Cox also recommends that growers think about meaningful levels of control, not complete control. At 50 percent control of powdery mildew, for example, “you still have an ugly tree, but you’re not going to ruin the crop,” he said.
In terms of fire blight, organic growers may actually have one advantage, Cox said. The slower growth typical of organic orchards without the push of synthetic nitrogen means that fire blight also moves more slowly, and growers can often keep on top of shoot blight by pruning.
On the pest front, it’s important not to start too small, Agnello said. Mating disruption for codling moth loses effectiveness in blocks smaller than about 10 acres, he said.
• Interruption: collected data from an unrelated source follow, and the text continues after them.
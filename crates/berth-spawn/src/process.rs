// Copyright (C) 2025 SyncMyOrders Sp. z o.o.
// SPDX-License-Identifier: AGPL-3.0-or-later
//! Handles to started application processes.

use std::sync::{Arc, Mutex};
use std::time::Duration;

use berth_protocol::{SocketInfo, SocketProtocol};
use chrono::{DateTime, Utc};
use nix::errno::Errno;
use nix::sys::signal::{Signal, kill};
use nix::unistd::Pid;
use serde_json::{Map, Value};
use tokio::io::{AsyncBufReadExt, AsyncWrite, BufReader};
use tokio::net::unix::pipe;
use tokio::process::{Child, ChildStderr, ChildStdin};
use tokio::task::JoinHandle;
use tracing::{debug, info, warn};

/// How often a process that is not our child is checked for existence
pub const FOREIGN_POLL_INTERVAL: Duration = Duration::from_millis(100);

const OUTPUT_DRAIN_TIMEOUT: Duration = Duration::from_millis(500);

/// Write end of a worker's stdin.
///
/// Closing it (or dropping it) is the worker's cue to shut down.
#[derive(Debug)]
pub enum InputHandle {
    /// Pipe to a direct child
    Pipe(ChildStdin),
    /// The work directory's `stdin` FIFO of a preloader-forked worker
    Fifo(pipe::Sender),
}

impl InputHandle {
    pub fn writer(&mut self) -> &mut (dyn AsyncWrite + Unpin + Send) {
        match self {
            InputHandle::Pipe(stdin) => stdin,
            InputHandle::Fifo(sender) => sender,
        }
    }
}

/// Watches a process for exit.
#[derive(Debug)]
pub(crate) enum ProcessWatch {
    /// Our own child; exit is observed with `waitpid`
    Child(Child),
    /// Forked by someone else; exit is observed by polling for existence
    Foreign { pid: Pid, exited: bool },
}

impl ProcessWatch {
    pub(crate) fn foreign(pid: i32) -> Self {
        ProcessWatch::Foreign {
            pid: Pid::from_raw(pid),
            exited: false,
        }
    }

    /// Wait for the process to exit.
    ///
    /// Returns the exit code when it is known. Cancel safe.
    pub(crate) async fn wait(&mut self) -> std::io::Result<Option<i32>> {
        match self {
            ProcessWatch::Child(child) => Ok(child.wait().await?.code()),
            ProcessWatch::Foreign { pid, exited } => {
                while !*exited {
                    match kill(*pid, None::<Signal>) {
                        Ok(()) | Err(Errno::EPERM) => tokio::time::sleep(FOREIGN_POLL_INTERVAL).await,
                        Err(Errno::ESRCH) => *exited = true,
                        Err(e) => return Err(e.into()),
                    }
                }
                Ok(None)
            }
        }
    }

    pub(crate) fn try_exited(&mut self) -> bool {
        match self {
            ProcessWatch::Child(child) => !matches!(child.try_wait(), Ok(None)),
            ProcessWatch::Foreign { pid, exited } => {
                if !*exited && kill(*pid, None::<Signal>) == Err(Errno::ESRCH) {
                    *exited = true;
                }
                *exited
            }
        }
    }

    pub(crate) fn kill(&mut self) -> std::io::Result<()> {
        match self {
            ProcessWatch::Child(child) => match child.start_kill() {
                Ok(()) => Ok(()),
                // Already reaped
                Err(e) if e.kind() == std::io::ErrorKind::InvalidInput => Ok(()),
                Err(e) => Err(e),
            },
            ProcessWatch::Foreign { pid, exited } => {
                if *exited {
                    return Ok(());
                }
                match kill(*pid, Signal::SIGKILL) {
                    Ok(()) | Err(Errno::ESRCH) => Ok(()),
                    Err(e) => Err(e.into()),
                }
            }
        }
    }
}

impl Drop for ProcessWatch {
    fn drop(&mut self) {
        // Children are covered by kill_on_drop.
        if let ProcessWatch::Foreign { pid, exited: false } = self {
            let _ = kill(*pid, Signal::SIGKILL);
        }
    }
}

/// Drains a child's stderr in the background.
///
/// The first `limit` bytes are kept for error reports. Once the spawn has
/// succeeded the capture is detached and further lines are only logged.
#[derive(Debug)]
pub(crate) struct OutputCapture {
    buffer: Arc<Mutex<Option<String>>>,
    reader: Option<JoinHandle<()>>,
}

impl OutputCapture {
    pub(crate) fn start(stderr: Option<ChildStderr>, pid: i32, limit: usize) -> Self {
        let buffer = Arc::new(Mutex::new(Some(String::new())));
        let Some(stderr) = stderr else {
            return Self {
                buffer,
                reader: None,
            };
        };

        let shared = buffer.clone();
        let reader = tokio::spawn(async move {
            let mut lines = BufReader::new(stderr).lines();
            loop {
                match lines.next_line().await {
                    Ok(Some(line)) => {
                        let mut guard = shared.lock().unwrap_or_else(|e| e.into_inner());
                        match guard.as_mut() {
                            Some(captured) => {
                                debug!(pid, line = %line, "Worker output");
                                if captured.len() < limit {
                                    let room = limit - captured.len();
                                    let end = floor_char_boundary(&line, room);
                                    captured.push_str(&line[..end]);
                                    if captured.len() < limit {
                                        captured.push('\n');
                                    }
                                }
                            }
                            None => info!(pid, "{}", line),
                        }
                    }
                    Ok(None) => break,
                    Err(e) => {
                        debug!(pid, error = %e, "Stopped reading worker output");
                        break;
                    }
                }
            }
        });

        Self {
            buffer,
            reader: Some(reader),
        }
    }

    /// What has been captured so far
    pub(crate) fn snapshot(&self) -> Option<String> {
        let guard = self.buffer.lock().unwrap_or_else(|e| e.into_inner());
        guard.clone().filter(|s| !s.is_empty())
    }

    /// Wait briefly for the reader to hit end-of-file, then return the capture.
    ///
    /// Only call this once the process is gone or being killed.
    pub(crate) async fn collect(&mut self) -> Option<String> {
        if let Some(reader) = self.reader.take() {
            let _ = tokio::time::timeout(OUTPUT_DRAIN_TIMEOUT, reader).await;
        }
        self.snapshot()
    }

    pub(crate) fn detach(&self) {
        let mut guard = self.buffer.lock().unwrap_or_else(|e| e.into_inner());
        *guard = None;
    }
}

fn floor_char_boundary(s: &str, max: usize) -> usize {
    if max >= s.len() {
        return s.len();
    }
    let mut end = max;
    while !s.is_char_boundary(end) {
        end -= 1;
    }
    end
}

/// A started application process that completed its handshake.
///
/// Dropping the handle closes the worker's stdin and kills the worker if it
/// is still running. Use [`AppProcess::shutdown`] for an orderly stop.
#[derive(Debug)]
pub struct AppProcess {
    pid: i32,
    input: Option<InputHandle>,
    sockets: Vec<SocketInfo>,
    properties: Map<String, Value>,
    started_at: DateTime<Utc>,
    watch: ProcessWatch,
}

impl AppProcess {
    pub(crate) fn new(
        pid: i32,
        input: Option<InputHandle>,
        sockets: Vec<SocketInfo>,
        properties: Map<String, Value>,
        watch: ProcessWatch,
    ) -> Self {
        Self {
            pid,
            input,
            sockets,
            properties,
            started_at: Utc::now(),
            watch,
        }
    }

    pub fn pid(&self) -> i32 {
        self.pid
    }

    /// Sockets published by the worker, in publication order
    pub fn sockets(&self) -> &[SocketInfo] {
        &self.sockets
    }

    pub fn socket(&self, name: &str) -> Option<&SocketInfo> {
        self.sockets.iter().find(|s| s.name == name)
    }

    pub fn socket_by_protocol(&self, protocol: SocketProtocol) -> Option<&SocketInfo> {
        self.sockets.iter().find(|s| s.protocol == protocol)
    }

    /// Properties other than `sockets` from the properties document
    pub fn properties(&self) -> &Map<String, Value> {
        &self.properties
    }

    pub fn started_at(&self) -> DateTime<Utc> {
        self.started_at
    }

    pub fn input(&mut self) -> Option<&mut InputHandle> {
        self.input.as_mut()
    }

    /// Close the worker's stdin.
    pub fn close_input(&mut self) {
        if self.input.take().is_some() {
            debug!(pid = self.pid, "Closed worker input");
        }
    }

    pub fn has_exited(&mut self) -> bool {
        self.watch.try_exited()
    }

    /// Wait for the worker to exit, returning its exit code when known.
    pub async fn wait(&mut self) -> std::io::Result<Option<i32>> {
        self.watch.wait().await
    }

    pub fn kill(&mut self) -> std::io::Result<()> {
        self.watch.kill()
    }

    /// Close stdin, give the worker `grace` to exit on its own, then kill it.
    pub async fn shutdown(mut self, grace: Duration) -> std::io::Result<Option<i32>> {
        self.close_input();
        match tokio::time::timeout(grace, self.watch.wait()).await {
            Ok(result) => {
                info!(pid = self.pid, "Worker exited");
                result
            }
            Err(_) => {
                warn!(pid = self.pid, grace_ms = grace.as_millis() as u64, "Worker did not exit in time, killing");
                self.watch.kill()?;
                self.watch.wait().await
            }
        }
    }
}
For plum curculio, the most challenging pest for organic growers today, Surround offers the best control, although it takes a lot of work.
His research showed that a complex organic management strategy using Entrust, Surround and mating disruption resulted in 50 percent clean fruit, Agnello said, compared with less than 20 percent clean fruit in the control blocks.
That’s why growing for a specific market, like Bittner, matters. Otherwise you risk spending too much on pesticides to be profitable.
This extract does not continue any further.